This is an excerpt from my memoir, Data Baby: My Life in a Psychological Experiment. You can order a copy here.

Image via Wikipedia

I thought it would be interesting to write about the strip clubs in the North Beach neighborhood of San Francisco. I was curious about these enigmatic clubs on Broadway that I had seen but into which I had never entered. As a kid in the back seat of my parents’ Dart, I had been driven through San Francisco and spotted The Condor (which, in 1964, had become the country’s first fully topless nightclub). Out front, a towering sign featured a supersized blonde, impossibly busty. Her name, I would find out later, was Carol Doda. She wore a black bikini with blinking red lights for nipples.

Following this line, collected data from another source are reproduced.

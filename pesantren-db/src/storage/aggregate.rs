//! Refresh-on-demand aggregates.
//!
//! Postgres would express these as materialized views. Here each aggregate is a
//! snapshot table rebuilt wholesale inside one immediate transaction, so readers
//! see either the previous snapshot or the new one. Nothing refreshes them
//! implicitly; staleness lasts until a caller asks for [`Store::refresh_aggregate`].

use diesel::prelude::*;
use diesel::sql_types::BigInt;
use tracing::info;

use super::models::LatestAttendance as LatestAttendanceRow;
use super::schema::mv_latest_attendance;
use super::{StorageError, Store, now_millis};

pub trait Aggregate {
    /// Snapshot table name.
    const NAME: &'static str;

    /// Replace the snapshot contents. Runs inside the caller's transaction and
    /// returns the number of rows now in the snapshot.
    fn refresh(conn: &mut SqliteConnection, refreshed_at: i64) -> QueryResult<usize>;
}

/// Newest attendance record per student.
///
/// Ordering is `ts DESC, id DESC`: among records sharing the newest timestamp
/// the greatest record id wins, and records without a timestamp only win when
/// the student has no timestamped record. Records whose `santri_id` was cleared
/// are not attributed to anyone and are skipped.
pub struct LatestAttendance;

impl Aggregate for LatestAttendance {
    const NAME: &'static str = "mv_latest_attendance";

    fn refresh(conn: &mut SqliteConnection, refreshed_at: i64) -> QueryResult<usize> {
        diesel::delete(mv_latest_attendance::table).execute(conn)?;
        diesel::sql_query(
            "INSERT INTO mv_latest_attendance \
                 (santri_id, record_id, ts, status, session_key, name, refreshed_at) \
             SELECT santri_id, id, ts, status, session_key, name, ? \
             FROM ( \
                 SELECT ar.*, ROW_NUMBER() OVER ( \
                     PARTITION BY ar.santri_id \
                     ORDER BY ar.ts IS NULL, ar.ts DESC, ar.id DESC \
                 ) AS rn \
                 FROM attendance_records ar \
                 WHERE ar.santri_id IS NOT NULL \
             ) \
             WHERE rn = 1",
        )
        .bind::<BigInt, _>(refreshed_at)
        .execute(conn)
    }
}

impl Store {
    pub async fn refresh_aggregate<A: Aggregate + 'static>(&self) -> Result<usize, StorageError> {
        let refreshed_at = now_millis();
        let rows = self
            .interact(move |conn| {
                conn.immediate_transaction(|conn| -> Result<usize, StorageError> {
                    Ok(A::refresh(conn, refreshed_at)?)
                })
            })
            .await?;
        info!(aggregate = A::NAME, rows, "aggregate refreshed");
        Ok(rows)
    }

    pub async fn refresh_latest_attendance(&self) -> Result<usize, StorageError> {
        self.refresh_aggregate::<LatestAttendance>().await
    }

    /// Snapshot contents as of the last refresh, ordered by student.
    pub async fn latest_attendance(&self) -> Result<Vec<LatestAttendanceRow>, StorageError> {
        self.interact(|conn| {
            Ok(mv_latest_attendance::table
                .order(mv_latest_attendance::santri_id.asc())
                .select(LatestAttendanceRow::as_select())
                .load(conn)?)
        })
        .await
    }

    pub async fn latest_attendance_for(
        &self,
        santri_id: &str,
    ) -> Result<Option<LatestAttendanceRow>, StorageError> {
        let id = santri_id.to_string();
        self.interact(move |conn| {
            Ok(mv_latest_attendance::table
                .find(&id)
                .select(LatestAttendanceRow::as_select())
                .first(conn)
                .optional()?)
        })
        .await
    }
}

Doda was the opposite of my mother and her friends—they were feminists who viewed makeup, heavily styled hair, and revealing clothes as tools the patriarchy used to subjugate and objectify women. But Doda wasn’t anyone’s tool; she was a legend. A San Francisco Art Institute dropout, she had become America’s first topless dancer of note, her surgically enhanced breasts billed as “the new Twin Peaks of San Francisco.” When I was in graduate school, I had seen an episode of HBO’s “Real Sex” about strippers, and I had been struck by the revelation that strip clubs were places where intimacy was for sale. Sure, it was transient, transactional, and most often conducted between a guy with a handful of dollar bills and a dancer in a G-string and not much else who twirled seductively around a pole on a stage, but there was something real about it, I sensed. Or was there? I wanted to find out. The strip club dancers reminded me of the girls I had hung out with in high school, whom everyone else had deemed slutty. These women were powerful, too, in control, the love object I aspired to be, or seemed like it. Intimacy, that for which I had craved as a little girl, was their hustle.

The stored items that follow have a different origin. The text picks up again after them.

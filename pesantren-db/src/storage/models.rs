use crate::storage::document::{Document, Json};
use crate::storage::schema::{
    agendas, announcements, attendance_records, attendance_sessions, audit_logs, bill_items,
    bills, class_members, classes, devices, faults, izin, kunjungan, media, mv_latest_attendance,
    news, notifications, pages, rfid_tags, roles, santri, sessions, settings, user_roles, users,
};
use diesel::prelude::*;
use serde::Serialize;

// Accounts

#[derive(Debug, Clone, Default, PartialEq, Serialize, Queryable, Selectable, Insertable, AsChangeset)]
#[diesel(table_name = users)]
#[diesel(primary_key(uid))]
#[diesel(treat_none_as_null = true)]
pub struct User {
    pub uid: String,
    pub email: Option<String>,
    pub display_name: Option<String>,
    #[serde(skip_serializing)]
    pub password_hash: Option<String>,
    pub phone: Option<String>,
    pub role_default: Option<String>,
    pub is_active: bool,
    pub metadata: Option<Document>,
    pub created_at: Option<i64>,
    pub updated_at: Option<i64>,
}

#[derive(Debug, Clone, Default, PartialEq, Serialize, Queryable, Selectable, Insertable)]
#[diesel(table_name = roles)]
pub struct Role {
    pub role_id: String,
    pub name: String,
    pub description: Option<String>,
    pub permissions: Option<Json>,
    pub created_at: Option<i64>,
}

#[derive(Debug, Clone, PartialEq, Serialize, Queryable, Selectable)]
#[diesel(table_name = user_roles)]
pub struct UserRole {
    pub id: i64,
    pub uid: String,
    pub role_id: String,
    pub assigned_at: Option<i64>,
}

#[derive(Insertable)]
#[diesel(table_name = user_roles)]
pub struct NewUserRole<'a> {
    pub uid: &'a str,
    pub role_id: &'a str,
    pub assigned_at: Option<i64>,
}

#[derive(Debug, Clone, Default, PartialEq, Serialize, Queryable, Selectable, Insertable)]
#[diesel(table_name = sessions)]
pub struct Session {
    pub session_id: String,
    pub uid: Option<String>,
    pub ip_addr: Option<String>,
    pub user_agent: Option<String>,
    pub created_at: Option<i64>,
    pub expires_at: Option<i64>,
    pub meta: Option<Document>,
}

// Students and rosters

#[derive(Debug, Clone, Default, PartialEq, Serialize, Queryable, Selectable, Insertable, AsChangeset)]
#[diesel(table_name = santri)]
#[diesel(primary_key(santri_id))]
#[diesel(treat_none_as_null = true)]
pub struct Santri {
    pub santri_id: String,
    pub name: String,
    pub nis: Option<String>,
    pub room: Option<String>,
    pub maskan: Option<String>,
    pub phone: Option<String>,
    pub parent_info: Option<Document>,
    pub extra: Option<Document>,
    pub created_at: Option<i64>,
    pub updated_at: Option<i64>,
}

#[derive(Debug, Clone, Default, PartialEq, Serialize, Queryable, Selectable, Insertable)]
#[diesel(table_name = classes)]
pub struct Class {
    pub class_id: String,
    pub title: Option<String>,
    pub level: Option<String>,
    pub code: Option<String>,
    pub color: Option<String>,
    pub meta: Option<Document>,
    pub created_at: Option<i64>,
}

#[derive(Debug, Clone, PartialEq, Serialize, Queryable, Selectable)]
#[diesel(table_name = class_members)]
pub struct ClassMember {
    pub id: i64,
    pub class_id: String,
    pub santri_id: String,
    pub joined_at: Option<i64>,
    pub left_at: Option<i64>,
}

#[derive(Insertable)]
#[diesel(table_name = class_members)]
pub struct NewClassMember<'a> {
    pub class_id: &'a str,
    pub santri_id: &'a str,
    pub joined_at: Option<i64>,
}

#[derive(Debug, Clone, Default, PartialEq, Serialize, Queryable, Selectable, Insertable)]
#[diesel(table_name = devices)]
pub struct Device {
    pub device_id: String,
    pub name: Option<String>,
    pub location: Option<String>,
    pub meta: Option<Document>,
    pub last_seen: Option<i64>,
}

#[derive(Debug, Clone, Default, PartialEq, Serialize, Queryable, Selectable, Insertable)]
#[diesel(table_name = rfid_tags)]
pub struct RfidTag {
    pub uid: String,
    pub santri_id: Option<String>,
    pub issued_at: Option<i64>,
    pub revoked_at: Option<i64>,
    pub meta: Option<Document>,
}

// Attendance

#[derive(Debug, Clone, Default, PartialEq, Serialize, Queryable, Selectable, Insertable)]
#[diesel(table_name = attendance_sessions)]
pub struct AttendanceSession {
    pub session_key: String,
    pub title: Option<String>,
    pub started_at: Option<i64>,
    pub ended_at: Option<i64>,
    pub created_by: Option<String>,
    pub meta: Option<Document>,
}

/// One check-in. `name`, `kamar` and `maskan` are copied from the student at
/// scan time so the record still reads correctly after the student row changes.
#[derive(Debug, Clone, Default, PartialEq, Serialize, Queryable, Selectable, Insertable)]
#[diesel(table_name = attendance_records)]
pub struct AttendanceRecord {
    pub id: String,
    pub session_key: Option<String>,
    pub santri_id: Option<String>,
    pub name: Option<String>,
    pub kamar: Option<String>,
    pub maskan: Option<String>,
    pub device_id: Option<String>,
    pub rfid_uid: Option<String>,
    pub recorded_by: Option<String>,
    pub ts: Option<i64>,
    pub status: Option<String>,
    pub meta: Option<Document>,
}

#[derive(Debug, Clone, PartialEq, Serialize, Queryable, Selectable)]
#[diesel(table_name = mv_latest_attendance)]
pub struct LatestAttendance {
    pub santri_id: String,
    pub record_id: String,
    pub ts: Option<i64>,
    pub status: Option<String>,
    pub session_key: Option<String>,
    pub name: Option<String>,
    pub refreshed_at: i64,
}

// Calendar, broadcast and delivery

#[derive(Debug, Clone, Default, PartialEq, Serialize, Queryable, Selectable, Insertable)]
#[diesel(table_name = agendas)]
pub struct Agenda {
    pub agenda_id: String,
    pub title: Option<String>,
    pub description: Option<String>,
    pub start_at: Option<i64>,
    pub end_at: Option<i64>,
    pub start_iso: Option<String>,
    pub end_iso: Option<String>,
    pub location: Option<String>,
    pub color: Option<String>,
    pub created_by: Option<String>,
    pub created_at: Option<i64>,
    pub updated_at: Option<i64>,
    pub thumb_url: Option<String>,
    pub meta: Option<Document>,
}

#[derive(Debug, Clone, Default, PartialEq, Serialize, Queryable, Selectable, Insertable)]
#[diesel(table_name = announcements)]
pub struct Announcement {
    pub announcement_id: String,
    pub title: Option<String>,
    pub message: Option<String>,
    pub level: Option<String>,
    pub days: Option<Json>,
    pub times: Option<Json>,
    pub tts_enabled: bool,
    pub tts_voice: Option<String>,
    pub start_at: Option<i64>,
    pub end_at: Option<i64>,
    pub created_by: Option<String>,
    pub created_at: Option<i64>,
    pub meta: Option<Document>,
}

#[derive(Debug, Clone, PartialEq, Serialize, Queryable, Selectable)]
#[diesel(table_name = notifications)]
pub struct Notification {
    pub id: i64,
    pub target_uid: Option<String>,
    pub kind: Option<String>,
    pub payload: Option<Document>,
    pub sent_at: Option<i64>,
    pub status: Option<String>,
    pub created_at: Option<i64>,
}

#[derive(Debug, Clone, Default, Insertable)]
#[diesel(table_name = notifications)]
pub struct NewNotification {
    pub target_uid: Option<String>,
    pub kind: Option<String>,
    pub payload: Option<Document>,
    pub status: Option<String>,
    pub created_at: Option<i64>,
}

// CMS

#[derive(Debug, Clone, Default, PartialEq, Serialize, Queryable, Selectable, Insertable)]
#[diesel(table_name = media)]
pub struct Media {
    pub media_id: String,
    pub filename: Option<String>,
    pub url: Option<String>,
    pub mime: Option<String>,
    pub size_bytes: Option<i64>,
    pub uploaded_by: Option<String>,
    pub uploaded_at: Option<i64>,
    pub meta: Option<Document>,
}

#[derive(Debug, Clone, Default, PartialEq, Serialize, Queryable, Selectable, Insertable, AsChangeset)]
#[diesel(table_name = pages)]
#[diesel(primary_key(page_id))]
#[diesel(treat_none_as_null = true)]
pub struct Page {
    pub page_id: String,
    pub slug: String,
    pub title: Option<String>,
    pub content_html: Option<String>,
    pub content_json: Option<Json>,
    pub excerpt: Option<String>,
    pub author_uid: Option<String>,
    pub published_at: Option<i64>,
    pub status: Option<String>,
    pub created_at: Option<i64>,
    pub updated_at: Option<i64>,
    pub meta: Option<Document>,
}

#[derive(Debug, Clone, Default, PartialEq, Serialize, Queryable, Selectable, Insertable, AsChangeset)]
#[diesel(table_name = news)]
#[diesel(primary_key(news_id))]
#[diesel(treat_none_as_null = true)]
pub struct News {
    pub news_id: String,
    pub title: Option<String>,
    pub category: Option<String>,
    pub cover_media_id: Option<String>,
    pub content_html: Option<String>,
    pub content_json: Option<Json>,
    pub excerpt: Option<String>,
    pub slug: Option<String>,
    pub published_at: Option<i64>,
    pub created_by: Option<String>,
    pub created_at: Option<i64>,
    pub updated_at: Option<i64>,
    pub meta: Option<Document>,
}

// Billing

/// Amounts are integer minor units (rupiah carry no decimals in practice).
#[derive(Debug, Clone, Default, PartialEq, Serialize, Queryable, Selectable, Insertable)]
#[diesel(table_name = bills)]
pub struct Bill {
    pub bill_id: String,
    pub santri_id: Option<String>,
    pub period: Option<String>,
    pub total: Option<i64>,
    pub status: Option<String>,
    pub metadata: Option<Document>,
    pub created_at: Option<i64>,
    pub due_date: Option<i64>,
}

#[derive(Debug, Clone, PartialEq, Serialize, Queryable, Selectable)]
#[diesel(table_name = bill_items)]
pub struct BillItem {
    pub id: i64,
    pub bill_id: Option<String>,
    pub key_name: Option<String>,
    pub title: Option<String>,
    pub amount: Option<i64>,
    pub original: Option<i64>,
    pub discount: Option<i64>,
    pub qty: i32,
    pub meta: Option<Document>,
}

/// Line item for [`Bill`]; `bill_id` is filled in by the store.
#[derive(Debug, Clone, Default)]
pub struct NewBillItem {
    pub key_name: Option<String>,
    pub title: Option<String>,
    pub amount: Option<i64>,
    pub original: Option<i64>,
    pub discount: Option<i64>,
    /// `None` takes the column default of 1.
    pub qty: Option<i32>,
    pub meta: Option<Document>,
}

#[derive(Insertable)]
#[diesel(table_name = bill_items)]
pub(crate) struct BillItemRow<'a> {
    pub bill_id: &'a str,
    pub key_name: Option<&'a str>,
    pub title: Option<&'a str>,
    pub amount: Option<i64>,
    pub original: Option<i64>,
    pub discount: Option<i64>,
    pub qty: Option<i32>,
    pub meta: Option<&'a Document>,
}

// Discipline, leave and visits

#[derive(Debug, Clone, Default, PartialEq, Serialize, Queryable, Selectable, Insertable)]
#[diesel(table_name = faults)]
pub struct Fault {
    pub fault_id: String,
    pub santri_id: Option<String>,
    pub pelapor_uid: Option<String>,
    pub title: Option<String>,
    pub description: Option<String>,
    pub kategori: Option<String>,
    pub poin: Option<i32>,
    pub tindakan: Option<String>,
    pub status: Option<String>,
    pub tanggal: Option<i64>,
    pub attachments: Option<Json>,
    pub created_at: Option<i64>,
}

#[derive(Debug, Clone, Default, PartialEq, Serialize, Queryable, Selectable, Insertable)]
#[diesel(table_name = izin)]
pub struct Izin {
    pub izin_id: String,
    pub santri_id: Option<String>,
    pub requester_uid: Option<String>,
    pub reason: Option<String>,
    pub note: Option<String>,
    pub requested_at: Option<i64>,
    pub planned_out_at: Option<i64>,
    pub planned_return_at: Option<i64>,
    pub actual_return_at: Option<i64>,
    pub status: Option<String>,
    pub penjemput: Option<Json>,
    pub meta: Option<Document>,
}

#[derive(Debug, Clone, Default, PartialEq, Serialize, Queryable, Selectable, Insertable)]
#[diesel(table_name = kunjungan)]
pub struct Kunjungan {
    pub visit_id: String,
    pub santri_id: Option<String>,
    pub visitor_name: Option<String>,
    pub relation: Option<String>,
    pub arrived_at: Option<i64>,
    pub left_at: Option<i64>,
    pub purpose: Option<String>,
    pub created_at: Option<i64>,
    pub meta: Option<Document>,
}

// Audit and settings

#[derive(Debug, Clone, PartialEq, Serialize, Queryable, Selectable)]
#[diesel(table_name = audit_logs)]
pub struct AuditLog {
    pub id: i64,
    pub uid: Option<String>,
    pub action: Option<String>,
    pub entity_type: Option<String>,
    pub entity_id: Option<String>,
    pub payload: Option<Document>,
    pub created_at: i64,
}

#[derive(Debug, Clone, Default, Insertable)]
#[diesel(table_name = audit_logs)]
pub struct NewAuditLog {
    pub uid: Option<String>,
    pub action: Option<String>,
    pub entity_type: Option<String>,
    pub entity_id: Option<String>,
    pub payload: Option<Document>,
    /// `None` lets the database stamp the current epoch milliseconds.
    pub created_at: Option<i64>,
}

#[derive(Debug, Clone, PartialEq, Serialize, Queryable, Selectable, Insertable)]
#[diesel(table_name = settings)]
pub struct Setting {
    pub key: String,
    pub value: Option<Json>,
    pub updated_at: Option<i64>,
}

“Oh, my god, Susannah, make up your mind!” Anne laughed as we stood at the corner on a Saturday night. Broadway was teeming with drunk guys, sailors on leave, and couples on the prowl for something more interesting than what they had already. I scanned the glowing signs. Roaring 20’s. Big Al’s. The Hungry I.

“This one!”

We ducked inside.

As we moved down the black hallway toward a red velvet curtain, I worried what someone else in the club might think. I, a woman, was in a strip club. As I pulled back the curtain, it dawned on me that wasn’t going to be an issue. There was one thing to which the men scattered at the small dimly lit tables around the room were paying attention, and it wasn’t me. It was the half-naked girl on the stage.

Nonchalantly, we took a seat at a table near the back. We ordered a couple of overpriced drinks. I took a sip: it was straight orange juice. The cocktails were alcohol-free, thanks to a California law that prohibited the sale of alcohol in fully nude strip clubs. It didn’t matter, my head was buzzing from the drinks we’d had at the bar around the corner that we’d been to earlier.  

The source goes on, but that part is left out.